-- Exercise --
Each line of the records is to be copied verbatim.

-- Dataset content --
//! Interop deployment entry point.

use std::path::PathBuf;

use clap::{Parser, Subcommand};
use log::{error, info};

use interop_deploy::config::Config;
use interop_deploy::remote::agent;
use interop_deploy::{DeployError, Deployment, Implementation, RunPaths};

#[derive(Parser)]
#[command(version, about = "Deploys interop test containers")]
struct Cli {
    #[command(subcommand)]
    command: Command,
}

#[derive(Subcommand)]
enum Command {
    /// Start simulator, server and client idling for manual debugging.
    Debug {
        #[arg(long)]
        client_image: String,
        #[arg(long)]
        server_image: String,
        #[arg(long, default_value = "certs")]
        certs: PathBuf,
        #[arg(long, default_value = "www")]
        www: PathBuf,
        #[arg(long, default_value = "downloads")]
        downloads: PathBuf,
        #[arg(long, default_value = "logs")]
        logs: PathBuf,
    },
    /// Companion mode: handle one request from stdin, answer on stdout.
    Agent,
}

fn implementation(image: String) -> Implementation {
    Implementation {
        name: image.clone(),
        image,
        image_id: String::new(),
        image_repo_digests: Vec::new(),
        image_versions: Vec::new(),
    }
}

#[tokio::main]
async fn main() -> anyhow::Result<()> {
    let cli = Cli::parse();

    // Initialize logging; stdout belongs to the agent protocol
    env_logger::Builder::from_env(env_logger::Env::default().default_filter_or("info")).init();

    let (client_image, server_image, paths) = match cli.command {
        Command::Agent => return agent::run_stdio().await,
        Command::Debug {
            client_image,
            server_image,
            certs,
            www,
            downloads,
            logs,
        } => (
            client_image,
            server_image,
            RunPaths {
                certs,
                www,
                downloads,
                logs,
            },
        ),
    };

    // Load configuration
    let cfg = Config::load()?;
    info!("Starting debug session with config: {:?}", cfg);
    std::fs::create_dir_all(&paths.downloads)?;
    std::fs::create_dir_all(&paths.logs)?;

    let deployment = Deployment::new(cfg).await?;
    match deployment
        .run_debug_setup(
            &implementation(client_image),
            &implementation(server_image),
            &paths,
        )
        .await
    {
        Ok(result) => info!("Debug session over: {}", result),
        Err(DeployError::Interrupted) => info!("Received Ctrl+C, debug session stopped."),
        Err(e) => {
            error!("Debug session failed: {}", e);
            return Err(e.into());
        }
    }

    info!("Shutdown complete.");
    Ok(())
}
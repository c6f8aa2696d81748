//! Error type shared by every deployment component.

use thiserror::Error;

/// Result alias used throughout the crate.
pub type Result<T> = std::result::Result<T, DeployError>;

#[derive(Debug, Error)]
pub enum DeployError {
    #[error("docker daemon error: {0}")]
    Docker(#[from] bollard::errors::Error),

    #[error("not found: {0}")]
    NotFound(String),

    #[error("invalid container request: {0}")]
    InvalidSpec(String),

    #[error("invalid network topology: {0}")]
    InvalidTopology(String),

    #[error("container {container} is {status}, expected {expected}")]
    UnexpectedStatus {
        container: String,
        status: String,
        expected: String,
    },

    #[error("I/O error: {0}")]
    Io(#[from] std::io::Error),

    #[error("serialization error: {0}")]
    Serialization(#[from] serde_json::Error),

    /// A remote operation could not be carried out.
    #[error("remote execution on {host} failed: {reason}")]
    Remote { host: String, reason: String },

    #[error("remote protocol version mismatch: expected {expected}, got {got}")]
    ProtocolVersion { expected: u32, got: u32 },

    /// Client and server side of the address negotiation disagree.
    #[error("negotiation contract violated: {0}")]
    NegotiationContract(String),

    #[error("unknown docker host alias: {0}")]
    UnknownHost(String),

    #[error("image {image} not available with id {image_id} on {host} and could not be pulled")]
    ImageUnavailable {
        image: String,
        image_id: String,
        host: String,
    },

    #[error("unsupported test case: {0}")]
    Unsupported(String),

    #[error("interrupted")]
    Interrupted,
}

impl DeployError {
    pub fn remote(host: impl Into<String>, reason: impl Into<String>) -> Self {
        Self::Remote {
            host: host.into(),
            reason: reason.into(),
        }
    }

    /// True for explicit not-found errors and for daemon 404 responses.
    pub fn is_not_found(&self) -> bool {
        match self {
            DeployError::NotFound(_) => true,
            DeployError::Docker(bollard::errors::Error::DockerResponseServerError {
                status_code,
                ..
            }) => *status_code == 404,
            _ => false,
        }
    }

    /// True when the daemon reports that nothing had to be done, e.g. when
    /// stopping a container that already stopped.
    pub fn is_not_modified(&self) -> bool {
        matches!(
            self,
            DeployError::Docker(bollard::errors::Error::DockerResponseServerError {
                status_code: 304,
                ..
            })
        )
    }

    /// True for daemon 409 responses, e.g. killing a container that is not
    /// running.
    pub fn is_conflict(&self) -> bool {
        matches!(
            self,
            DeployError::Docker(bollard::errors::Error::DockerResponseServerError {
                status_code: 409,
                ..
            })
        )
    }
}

-- The completed task --
//! Interop deployment entry point.

use std::path::PathBuf;

use clap::{Parser, Subcommand};
use log::{error, info};

use interop_deploy::config::Config;
use interop_deploy::remote::agent;
use interop_deploy::{DeployError, Deployment, Implementation, RunPaths};

#[derive(Parser)]
#[command(version, about = "Deploys interop test containers")]
struct Cli {
    #[command(subcommand)]
    command: Command,
}

#[derive(Subcommand)]
enum Command {
    /// Start simulator, server and client idling for manual debugging.
    Debug {
        #[arg(long)]
        client_image: String,
        #[arg(long)]
        server_image: String,
        #[arg(long, default_value = "certs")]
        certs: PathBuf,
        #[arg(long, default_value = "www")]
        www: PathBuf,
        #[arg(long, default_value = "downloads")]
        downloads: PathBuf,
        #[arg(long, default_value = "logs")]
        logs: PathBuf,
    },
    /// Companion mode: handle one request from stdin, answer on stdout.
    Agent,
}

fn implementation(image: String) -> Implementation {
    Implementation {
        name: image.clone(),
        image,
        image_id: String::new(),
        image_repo_digests: Vec::new(),
        image_versions: Vec::new(),
    }
}

#[tokio::main]
async fn main() -> anyhow::Result<()> {
    let cli = Cli::parse();

    // Initialize logging; stdout belongs to the agent protocol
    env_logger::Builder::from_env(env_logger::Env::default().default_filter_or("info")).init();

    let (client_image, server_image, paths) = match cli.command {
        Command::Agent => return agent::run_stdio().await,
        Command::Debug {
            client_image,
            server_image,
            certs,
            www,
            downloads,
            logs,
        } => (
            client_image,
            server_image,
            RunPaths {
                certs,
                www,
                downloads,
                logs,
            },
        ),
    };

    // Load configuration
    let cfg = Config::load()?;
    info!("Starting debug session with config: {:?}", cfg);
    std::fs::create_dir_all(&paths.downloads)?;
    std::fs::create_dir_all(&paths.logs)?;

    let deployment = Deployment::new(cfg).await?;
    match deployment
        .run_debug_setup(
            &implementation(client_image),
            &implementation(server_image),
            &paths,
        )
        .await
    {
        Ok(result) => info!("Debug session over: {}", result),
        Err(DeployError::Interrupted) => info!("Received Ctrl+C, debug session stopped."),
        Err(e) => {
            error!("Debug session failed: {}", e);
            return Err(e.into());
        }
    }

    info!("Shutdown complete.");
    Ok(())
}
repository c6f8aa2696d81748
//! Error type shared by every deployment component.

use thiserror::Error;

/// Result alias used throughout the crate.
pub type Result<T> = std::result::Result<T, DeployError>;

#[derive(Debug, Error)]
pub enum DeployError {
    #[error("docker daemon error: {0}")]
    Docker(#[from] bollard::errors::Error),

    #[error("not found: {0}")]
    NotFound(String),

    #[error("invalid container request: {0}")]
    InvalidSpec(String),

    #[error("invalid network topology: {0}")]
    InvalidTopology(String),

    #[error("container {container} is {status}, expected {expected}")]
    UnexpectedStatus {
        container: String,
        status: String,
        expected: String,
    },

    #[error("I/O error: {0}")]
    Io(#[from] std::io::Error),

    #[error("serialization error: {0}")]
    Serialization(#[from] serde_json::Error),

    /// A remote operation could not be carried out.
    #[error("remote execution on {host} failed: {reason}")]
    Remote { host: String, reason: String },

    #[error("remote protocol version mismatch: expected {expected}, got {got}")]
    ProtocolVersion { expected: u32, got: u32 },

    /// Client and server side of the address negotiation disagree.
    #[error("negotiation contract violated: {0}")]
    NegotiationContract(String),

    #[error("unknown docker host alias: {0}")]
    UnknownHost(String),

    #[error("image {image} not available with id {image_id} on {host} and could not be pulled")]
    ImageUnavailable {
        image: String,
        image_id: String,
        host: String,
    },

    #[error("unsupported test case: {0}")]
    Unsupported(String),

    #[error("interrupted")]
    Interrupted,
}

impl DeployError {
    pub fn remote(host: impl Into<String>, reason: impl Into<String>) -> Self {
        Self::Remote {
            host: host.into(),
            reason: reason.into(),
        }
    }

    /// True for explicit not-found errors and for daemon 404 responses.
    pub fn is_not_found(&self) -> bool {
        match self {
            DeployError::NotFound(_) => true,
            DeployError::Docker(bollard::errors::Error::DockerResponseServerError {
                status_code,
                ..
            }) => *status_code == 404,
            _ => false,
        }
    }

    /// True when the daemon reports that nothing had to be done, e.g. when
    /// stopping a container that already stopped.
    pub fn is_not_modified(&self) -> bool {
        matches!(
            self,
            DeployError::Docker(bollard::errors::Error::DockerResponseServerError {
                status_code: 304,
                ..
            })
        )
    }

    /// True for daemon 409 responses, e.g. killing a container that is not
    /// running.
    pub fn is_conflict(&self) -> bool {
        matches!(
            self,
            DeployError::Docker(bollard::errors::Error::DockerResponseServerError {
                status_code: 409,
                ..
            })
        )
    }
}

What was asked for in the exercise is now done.